- Born: Kristinehamn, Sweden
- Citizenship: Sweden
- Education: Uppsala University (M.S., Ph.D.)
- Scientific career
- Fields: Systems biology, Mathematical biology, Stochastic Process
- Workplaces: Harvard

= Johan Paulsson =

Johan Paulsson is a Swedish mathematician and systems biologist at Harvard Medical School. He is a researcher in systems biology and stochastic processes, specializing in stochasticity in gene networks and plasmid reproduction.

== Biography ==
Johan Paulsson was born in 1973, in Kristinehamn, a small city in the Swedish province of Värmland. He studied at Uppsala University, where he obtained a BSc in mathematics in 1996, a Masters of Science in Molecular Biology in 1996, and a Ph.D. in Molecular Biology in 2000 on stochasticity in intracellular circuits, in particular in plasmid copy control, under the supervision of Profs. Mans Ehrenberg and Kurt Nordström. In 2000 he moved to Princeton University, where he was a Lewis-Thomas Fellow in Biophysics, where he did the research for his paper "Summing up the noise in genetic networks", which received wide attention because it gave a firm theoretical footing to the budding field of genetic noise. In 2003 he joined the Dept. of Applied Mathematics and Theoretical Physics at the University of Cambridge and was tenured the following year. In 2005 he moved to the recently created Department of Systems Biology at Harvard University, where he focused on the development of experimental techniques for counting plasmids in single cells and on theoretical results on control of fluctuations in gene expression.

He is married with two children.

== Work ==
Paulsson's lab has made contributions to the development of experimental techniques for counting plasmids, to extend his previous work on the mathematical aspects of plasmid replication
as well as theoretical work on the stochastic processes on gene expression and copy number control
and work on multi-level selection by using experimental evolution.

A publication is the analysis of all previous noise data and interpretations in one unified framework, which later guided many experimental approaches.

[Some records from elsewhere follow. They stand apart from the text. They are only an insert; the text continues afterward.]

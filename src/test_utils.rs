//! Shared constructors and fixtures for the crate's tests.

use axum_test::TestServer;
use chrono::Utc;
use rust_decimal::Decimal;
use sqlx::PgPool;
use std::sync::Arc;
use uuid::Uuid;

use crate::{
    AppState,
    config::{Config, EmailConfig, EmailTransportConfig, PaymentConfig, ProxyHeaderAuthConfig},
    db::{
        handlers::{Bookings, Gyms, Packages, Repository, Users},
        models::{
            bookings::{Booking, BookingCreateDBRequest, BookingStatus},
            gyms::{Gym, GymCreateDBRequest},
            packages::{BookingMode, Package, PackageCreateDBRequest},
            users::{User, UserCreateDBRequest},
        },
    },
    notifications::Notifier,
    payments,
    rates::RateCache,
};

pub fn create_test_config() -> Config {
    // Temp directory for the file email transport
    let temp_dir = std::env::temp_dir().join(format!("campbook-test-emails-{}", std::process::id()));

    Config {
        email: EmailConfig {
            enabled: true,
            transport: EmailTransportConfig::File {
                path: temp_dir.to_string_lossy().to_string(),
            },
            ..Default::default()
        },
        payment: Some(PaymentConfig::Dummy(Default::default())),
        ..Default::default()
    }
}

pub async fn create_test_state(pool: PgPool) -> AppState {
    let config = create_test_config();
    let payments_provider = config.payment.clone().map(payments::create_provider);

    AppState::builder()
        .db(pool)
        .config(config.clone())
        .maybe_payments(payments_provider)
        .notifier(Arc::new(Notifier::new(&config)))
        .rates(Arc::new(RateCache::new(config.rates.clone())))
        .build()
}

pub fn server_from_state(state: AppState) -> TestServer {
    let router = crate::build_router(&state).expect("Failed to build router");
    TestServer::new(router).expect("Failed to create test server")
}

pub async fn create_test_server(pool: PgPool) -> TestServer {
    server_from_state(create_test_state(pool).await)
}

pub async fn create_test_user(pool: &PgPool, is_admin: bool) -> User {
    let mut conn = pool.acquire().await.expect("Failed to acquire connection");
    let unique = Uuid::new_v4().simple().to_string();

    Users::new(&mut conn)
        .create(&UserCreateDBRequest {
            email: format!("testuser_{unique}@example.com"),
            display_name: Some("Test User".to_string()),
            is_admin,
        })
        .await
        .expect("Failed to create test user")
}

pub async fn create_test_gym(pool: &PgPool, owner_id: Uuid) -> Gym {
    let mut conn = pool.acquire().await.expect("Failed to acquire connection");

    Gyms::new(&mut conn)
        .create(&GymCreateDBRequest {
            owner_id,
            name: format!("Test Gym {}", Uuid::new_v4().simple()),
            city: "Phuket".to_string(),
            country: "TH".to_string(),
            currency: "usd".to_string(),
            is_verified: true,
            is_active: true,
        })
        .await
        .expect("Failed to create test gym")
}

pub async fn create_test_package(pool: &PgPool, gym_id: Uuid, booking_mode: BookingMode) -> Package {
    let mut conn = pool.acquire().await.expect("Failed to acquire connection");

    Packages::new(&mut conn)
        .create(&PackageCreateDBRequest {
            gym_id,
            name: "Training camp pass".to_string(),
            booking_mode,
            price: Decimal::new(25000, 2),
        })
        .await
        .expect("Failed to create test package")
}

/// A valid guest creation body for the booking endpoint.
pub fn guest_booking_body(gym_id: Uuid, total_price: &str) -> serde_json::Value {
    serde_json::json!({
        "gym_id": gym_id,
        "start_date": "2026-09-01",
        "end_date": "2026-09-08",
        "discipline": "muay_thai",
        "experience_level": "beginner",
        "total_price": total_price,
        "guest_email": "guest@example.com",
        "guest_phone": "+66111111111",
        "guest_name": "Guest Example",
    })
}

/// A request-to-book guest booking, for repository-level tests.
pub fn booking_request(gym_id: Uuid) -> BookingCreateDBRequest {
    BookingCreateDBRequest {
        user_id: None,
        guest_email: Some("guest@example.com".to_string()),
        guest_phone: Some("+66111111111".to_string()),
        guest_name: Some("Guest Example".to_string()),
        gym_id,
        package_id: None,
        package_variant_id: None,
        start_date: "2026-09-01".parse().unwrap(),
        end_date: "2026-09-08".parse().unwrap(),
        discipline: "muay_thai".to_string(),
        experience_level: "beginner".to_string(),
        total_price: Decimal::new(10000, 2),
        platform_fee: Decimal::new(1000, 2),
        status: BookingStatus::Pending,
        request_submitted_at: Some(Utc::now()),
    }
}

pub async fn create_test_booking(pool: &PgPool, gym: &Gym) -> Booking {
    let mut conn = pool.acquire().await.expect("Failed to acquire connection");
    Bookings::new(&mut conn)
        .create(&booking_request(gym.id))
        .await
        .expect("Failed to create test booking")
}

/// Force a booking into an arbitrary status, bypassing the transition guards
/// (for arranging legacy or terminal states in tests).
pub async fn set_booking_status(pool: &PgPool, booking_id: Uuid, status: BookingStatus) {
    sqlx::query("UPDATE bookings SET status = $2, updated_at = NOW() WHERE id = $1")
        .bind(booking_id)
        .bind(status)
        .execute(pool)
        .await
        .expect("Failed to set booking status");
}

/// The identity header the proxy would assert for `user`.
pub fn auth_header(user: &User) -> (String, String) {
    let config = ProxyHeaderAuthConfig::default();
    (config.header_name, user.email.clone())
}

/// An in-memory gym for provider unit tests that never touch the database.
pub fn dummy_gym() -> Gym {
    Gym {
        id: Uuid::new_v4(),
        owner_id: Uuid::new_v4(),
        name: "Dummy Gym".to_string(),
        city: "Phuket".to_string(),
        country: "TH".to_string(),
        currency: "usd".to_string(),
        is_verified: true,
        is_active: true,
        created_at: Utc::now(),
        updated_at: Utc::now(),
    }
}

/// An in-memory booking for provider unit tests.
pub fn dummy_booking(gym: &Gym) -> Booking {
    Booking {
        id: Uuid::new_v4(),
        booking_reference: "BK-TST".to_string(),
        booking_pin: "123456".to_string(),
        user_id: None,
        guest_email: Some("guest@example.com".to_string()),
        guest_phone: Some("+66111111111".to_string()),
        guest_name: Some("Guest Example".to_string()),
        gym_id: gym.id,
        package_id: None,
        package_variant_id: None,
        start_date: "2026-09-01".parse().unwrap(),
        end_date: "2026-09-08".parse().unwrap(),
        discipline: "muay_thai".to_string(),
        experience_level: "beginner".to_string(),
        total_price: Decimal::new(10000, 2),
        platform_fee: Decimal::new(1000, 2),
        stripe_payment_intent_id: None,
        status: BookingStatus::Pending,
        request_submitted_at: Some(Utc::now()),
        gym_confirmed_at: None,
        created_at: Utc::now(),
        updated_at: Utc::now(),
    }
}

More recent results include the effects of partition in phenotypic variability,
the details of the stochastic processes that underlie gene expression noise and the limitations of the usual experimental approaches
and the fundamental limits of feedback as a noise control mechanism. This set of interests led Paulsson to examine the repressilator, a synthetic gene regulatory network that was designed from scratch to oscillate and reported in 2000 by Michael Elowitz and Stanislas Leibler. Although the repressilator oscillated, and therefore demonstrated the potential of synthetic biology, the oscillations were noisy and quickly became incoherent on the single cell level. Using an understanding of the causes of noise in cellular networks, Paulsson's team was able to redesign the repressilator, retaining the basic design, to produce a new synthetic circuit that oscillated with some accuracy.